=== Exercise prompt ===
Here is a block of records. Copy every line in it that includes "creating".

[Collected data entries]
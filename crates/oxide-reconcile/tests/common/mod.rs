#![allow(dead_code)]

use std::sync::Mutex;

use async_trait::async_trait;
use serde_json::{Value, json};

use oxide_reconcile::catalog::ColumnSchema;
use oxide_reconcile::dialect::{
    DdlDialect, MySqlColumnRow, MySqlDialect, MySqlIndexRow, SpannerAdmin, SpannerAdminError,
    SpannerDialect,
};
use oxide_reconcile::index::desired_indexes;
use oxide_reconcile::model::{FieldSpec, TableSpec};
use oxide_reconcile::types::base_type;

// =============================================================================
// Fake Spanner admin client
// =============================================================================

/// Serves canned catalog rows and records submitted DDL batches.
#[derive(Default)]
pub struct FakeSpanner {
    rows: Mutex<Vec<Vec<Value>>>,
    batches: Mutex<Vec<Vec<String>>>,
    queries: Mutex<Vec<String>>,
    failure: Mutex<Option<SpannerAdminError>>,
}

impl FakeSpanner {
    pub fn with_rows(rows: Vec<Vec<Value>>) -> Self {
        let fake = Self::default();
        fake.set_rows(rows);
        fake
    }

    pub fn set_rows(&self, rows: Vec<Vec<Value>>) {
        *self.rows.lock().unwrap() = rows;
    }

    pub fn fail_with(&self, error: SpannerAdminError) {
        *self.failure.lock().unwrap() = Some(error);
    }

    pub fn batches(&self) -> Vec<Vec<String>> {
        self.batches.lock().unwrap().clone()
    }

    pub fn queries(&self) -> Vec<String> {
        self.queries.lock().unwrap().clone()
    }
}

#[async_trait]
impl SpannerAdmin for FakeSpanner {
    async fn execute_sql(&self, sql: &str) -> Result<Vec<Vec<Value>>, SpannerAdminError> {
        self.queries.lock().unwrap().push(sql.to_string());
        Ok(self.rows.lock().unwrap().clone())
    }

    async fn update_ddl(&self, statements: &[String]) -> Result<(), SpannerAdminError> {
        self.batches.lock().unwrap().push(statements.to_vec());
        match self.failure.lock().unwrap().take() {
            Some(error) => Err(error),
            None => Ok(()),
        }
    }
}

// =============================================================================
// MySQL catalog simulation
// =============================================================================

/// Column type as an older server reports it, with integer display widths.
fn legacy_column_type(ddl: &str) -> String {
    match ddl {
        "TINYINT" => "tinyint(4)".to_string(),
        "SMALLINT" => "smallint(6)".to_string(),
        "INT" => "int(11)".to_string(),
        "INT UNSIGNED" => "int(10) unsigned".to_string(),
        "BIGINT" => "bigint(20)".to_string(),
        "BIGINT UNSIGNED" => "bigint(20) unsigned".to_string(),
        other => other.to_ascii_lowercase(),
    }
}

fn arguments(ddl: &str) -> Vec<u64> {
    let Some(open) = ddl.find('(') else {
        return Vec::new();
    };
    let Some(close) = ddl.find(')') else {
        return Vec::new();
    };
    ddl[open + 1..close]
        .split(',')
        .filter_map(|a| a.trim().parse().ok())
        .collect()
}

fn text_length(data_type: &str) -> Option<u64> {
    match data_type {
        "tinytext" | "tinyblob" => Some(255),
        "text" | "blob" => Some(65_535),
        "mediumtext" | "mediumblob" => Some(16_777_215),
        "longtext" | "longblob" => Some(4_294_967_295),
        _ => None,
    }
}

/// `CURRENT_TIMESTAMP` and its synonyms, spelled the way the server reports
/// them.
fn timestamp_default(value: &str, mariadb: bool) -> Option<String> {
    let lower = value.to_ascii_lowercase();
    let (name, args) = match lower.split_once('(') {
        Some((name, rest)) => (name.trim(), rest.trim_end_matches(')').trim()),
        None => (lower.as_str(), ""),
    };
    if !matches!(name, "now" | "current_timestamp" | "localtime" | "localtimestamp") {
        return None;
    }
    let args = if args == "0" { "" } else { args };
    Some(match (mariadb, args.is_empty()) {
        (true, _) => format!("current_timestamp({args})"),
        (false, true) => "CURRENT_TIMESTAMP".to_string(),
        (false, false) => format!("CURRENT_TIMESTAMP({args})"),
    })
}

/// A numeric literal as the server stores it in a column of `data_type`.
fn stored_number(value: &str, data_type: &str, args: &[u64]) -> Option<String> {
    let value = match value.to_ascii_lowercase().as_str() {
        "true" => "1",
        "false" => "0",
        _ => value,
    };
    let number: f64 = value.parse().ok()?;
    match data_type {
        "tinyint" | "smallint" | "mediumint" | "int" | "bigint" => {
            Some(format!("{}", number.round() as i128))
        }
        "decimal" => {
            let scale = args.get(1).copied().unwrap_or(0) as usize;
            Some(format!("{number:.scale$}"))
        }
        "float" | "double" => Some(number.to_string()),
        _ => None,
    }
}

/// A temporal literal as the server stores it: `DATETIME` and `TIMESTAMP`
/// values carry a time and a fraction of the column's precision.
fn stored_literal(value: &str, data_type: &str, args: &[u64]) -> String {
    let mut literal = value.to_string();
    if !matches!(data_type, "datetime" | "timestamp") {
        return literal;
    }
    if literal.len() == 10 {
        literal.push_str(" 00:00:00");
    }
    if let Some(precision) = args.first().filter(|p| **p > 0) {
        if !literal.contains('.') {
            literal.push('.');
            literal.push_str(&"0".repeat(*precision as usize));
        }
    }
    literal
}

/// Raw `COLUMN_DEFAULT` for a field, as the server stores and reports it.
fn raw_default(mariadb: bool, field: &FieldSpec, data_type: &str, args: &[u64]) -> Option<String> {
    let value = field
        .default
        .as_deref()
        .map(str::trim)
        .filter(|v| !v.eq_ignore_ascii_case("NULL"));
    let Some(value) = value else {
        return (mariadb && field.is_nullable()).then(|| "NULL".to_string());
    };
    if let Some(expression) = timestamp_default(value, mariadb) {
        return Some(expression);
    }
    if let Some(number) = stored_number(value, data_type, args) {
        return Some(number);
    }
    let literal = stored_literal(value, data_type, args);
    if mariadb {
        Some(format!("'{}'", literal.replace('\\', "\\\\").replace('\'', "''")))
    } else {
        Some(literal)
    }
}

/// The `information_schema` rows MySQL reports after creating `tables`.
pub fn mysql_rows(
    dialect: &MySqlDialect,
    tables: &[TableSpec],
) -> (Vec<MySqlColumnRow>, Vec<MySqlIndexRow>) {
    let mut columns = Vec::new();
    let mut indexes = Vec::new();

    for table in tables {
        for (i, field) in table.fields.iter().enumerate() {
            let ddl = dialect.type_of(field);
            let data_type = base_type(&ddl)
                .split(' ')
                .next()
                .unwrap_or_default()
                .to_ascii_lowercase();
            let args = arguments(&ddl);

            let mut extra = Vec::new();
            if field.auto_increment {
                extra.push("auto_increment".to_string());
            }
            let default = raw_default(
                dialect.server().quotes_literal_defaults(),
                field,
                &data_type,
                &args,
            );
            if default
                .as_deref()
                .is_some_and(|d| d.to_ascii_uppercase().starts_with("CURRENT_TIMESTAMP"))
            {
                extra.push("DEFAULT_GENERATED".to_string());
            }
            if let Some(clause) = dialect.normalize_extra(field.extra.as_deref()) {
                extra.push(clause.to_ascii_lowercase());
            }

            let mut row = MySqlColumnRow {
                table: table.name.clone(),
                column: Some(field.column_name()),
                position: (i + 1) as u32,
                column_type: legacy_column_type(&ddl),
                is_nullable: if field.is_nullable() { "YES" } else { "NO" }.to_string(),
                default,
                extra: Some(extra.join(" ")),
                comment: Some(field.comment.clone().unwrap_or_default()),
                ..MySqlColumnRow::default()
            };
            match data_type.as_str() {
                "char" | "varchar" | "binary" | "varbinary" => {
                    row.char_length = args.first().copied();
                }
                "decimal" => {
                    row.numeric_precision = args.first().copied();
                    row.numeric_scale = Some(args.get(1).copied().unwrap_or(0));
                }
                "datetime" | "timestamp" | "time" => {
                    row.datetime_precision = Some(args.first().copied().unwrap_or(0));
                }
                other => row.char_length = text_length(other),
            }
            row.data_type = data_type;
            columns.push(row);
        }

        for (i, column) in table.primary_key().into_iter().enumerate() {
            indexes.push(MySqlIndexRow {
                table: table.name.clone(),
                index: "PRIMARY".to_string(),
                column: Some(column),
                position: (i + 1) as u32,
                non_unique: false,
            });
        }
        for index in desired_indexes(table).into_values() {
            for (i, column) in index.columns.into_iter().enumerate() {
                indexes.push(MySqlIndexRow {
                    table: table.name.clone(),
                    index: index.name.clone(),
                    column: Some(column),
                    position: (i + 1) as u32,
                    non_unique: !index.unique,
                });
            }
        }
    }
    (columns, indexes)
}

/// The normalized catalog MySQL reports after creating `tables`.
pub fn mysql_catalog(dialect: &MySqlDialect, tables: &[TableSpec]) -> Vec<ColumnSchema> {
    let (columns, indexes) = mysql_rows(dialect, tables);
    dialect
        .columns_from_rows(columns, indexes)
        .expect("simulated catalog rows are well formed")
}

// =============================================================================
// Spanner catalog simulation
// =============================================================================

fn spanner_row(
    table: &str,
    column: &str,
    position: usize,
    nullable: bool,
    ty: &str,
    index: Option<&(String, usize, &str, bool)>,
    option: Option<&(String, String)>,
) -> Vec<Value> {
    let (index_name, index_position, index_type, unique) = match index {
        Some((n, p, t, u)) => (json!(n), json!(p.to_string()), json!(t), json!(u)),
        None => (Value::Null, Value::Null, Value::Null, Value::Null),
    };
    let (option_name, option_value) = match option {
        Some((n, v)) => (json!(n), json!(v)),
        None => (Value::Null, Value::Null),
    };
    vec![
        json!(table),
        json!(column),
        json!(position.to_string()),
        json!(if nullable { "YES" } else { "NO" }),
        json!(ty),
        index_name,
        index_position,
        index_type,
        unique,
        option_name,
        option_value,
    ]
}

/// The joined `INFORMATION_SCHEMA` rows Spanner returns after creating
/// `tables`: one row per column, index membership and option.
pub fn spanner_rows(dialect: &SpannerDialect, tables: &[TableSpec]) -> Vec<Vec<Value>> {
    let mut rows = Vec::new();
    for table in tables {
        let primary_key = table.primary_key();
        let indexes = desired_indexes(table);

        for (i, field) in table.fields.iter().enumerate() {
            let column = field.column_name();

            let mut memberships = Vec::new();
            if let Some(p) = primary_key.iter().position(|c| *c == column) {
                memberships.push(("PRIMARY_KEY".to_string(), p + 1, "PRIMARY_KEY", true));
            }
            for index in indexes.values() {
                if let Some(p) = index.columns.iter().position(|c| *c == column) {
                    memberships.push((index.name.clone(), p + 1, "INDEX", index.unique));
                }
            }

            let options: Vec<(String, String)> = dialect
                .normalize_extra(field.extra.as_deref())
                .map(|extra| {
                    extra
                        .split(", ")
                        .filter_map(|o| o.split_once('='))
                        .map(|(k, v)| (k.to_string(), v.to_ascii_uppercase()))
                        .collect()
                })
                .unwrap_or_default();

            let ty = dialect.type_of(field);
            let nullable = field.is_nullable();
            let index_slots: Vec<Option<&(String, usize, &str, bool)>> = if memberships.is_empty() {
                vec![None]
            } else {
                memberships.iter().map(Some).collect()
            };
            let option_slots: Vec<Option<&(String, String)>> = if options.is_empty() {
                vec![None]
            } else {
                options.iter().map(Some).collect()
            };
            for index in &index_slots {
                for option in &option_slots {
                    rows.push(spanner_row(
                        &table.name,
                        &column,
                        i + 1,
                        nullable,
                        &ty,
                        *index,
                        *option,
                    ));
                }
            }
        }
    }
    rows
}

/// The normalized catalog Spanner reports after creating `tables`.
pub fn spanner_catalog(dialect: &SpannerDialect, tables: &[TableSpec]) -> Vec<ColumnSchema> {
    dialect
        .columns_from_rows(&spanner_rows(dialect, tables))
        .expect("simulated catalog rows are well formed")
}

=== Written answer ===
/// The `information_schema` rows MySQL reports after creating `tables`.
/// The normalized catalog MySQL reports after creating `tables`.
/// The joined `INFORMATION_SCHEMA` rows Spanner returns after creating
/// The normalized catalog Spanner reports after creating `tables`.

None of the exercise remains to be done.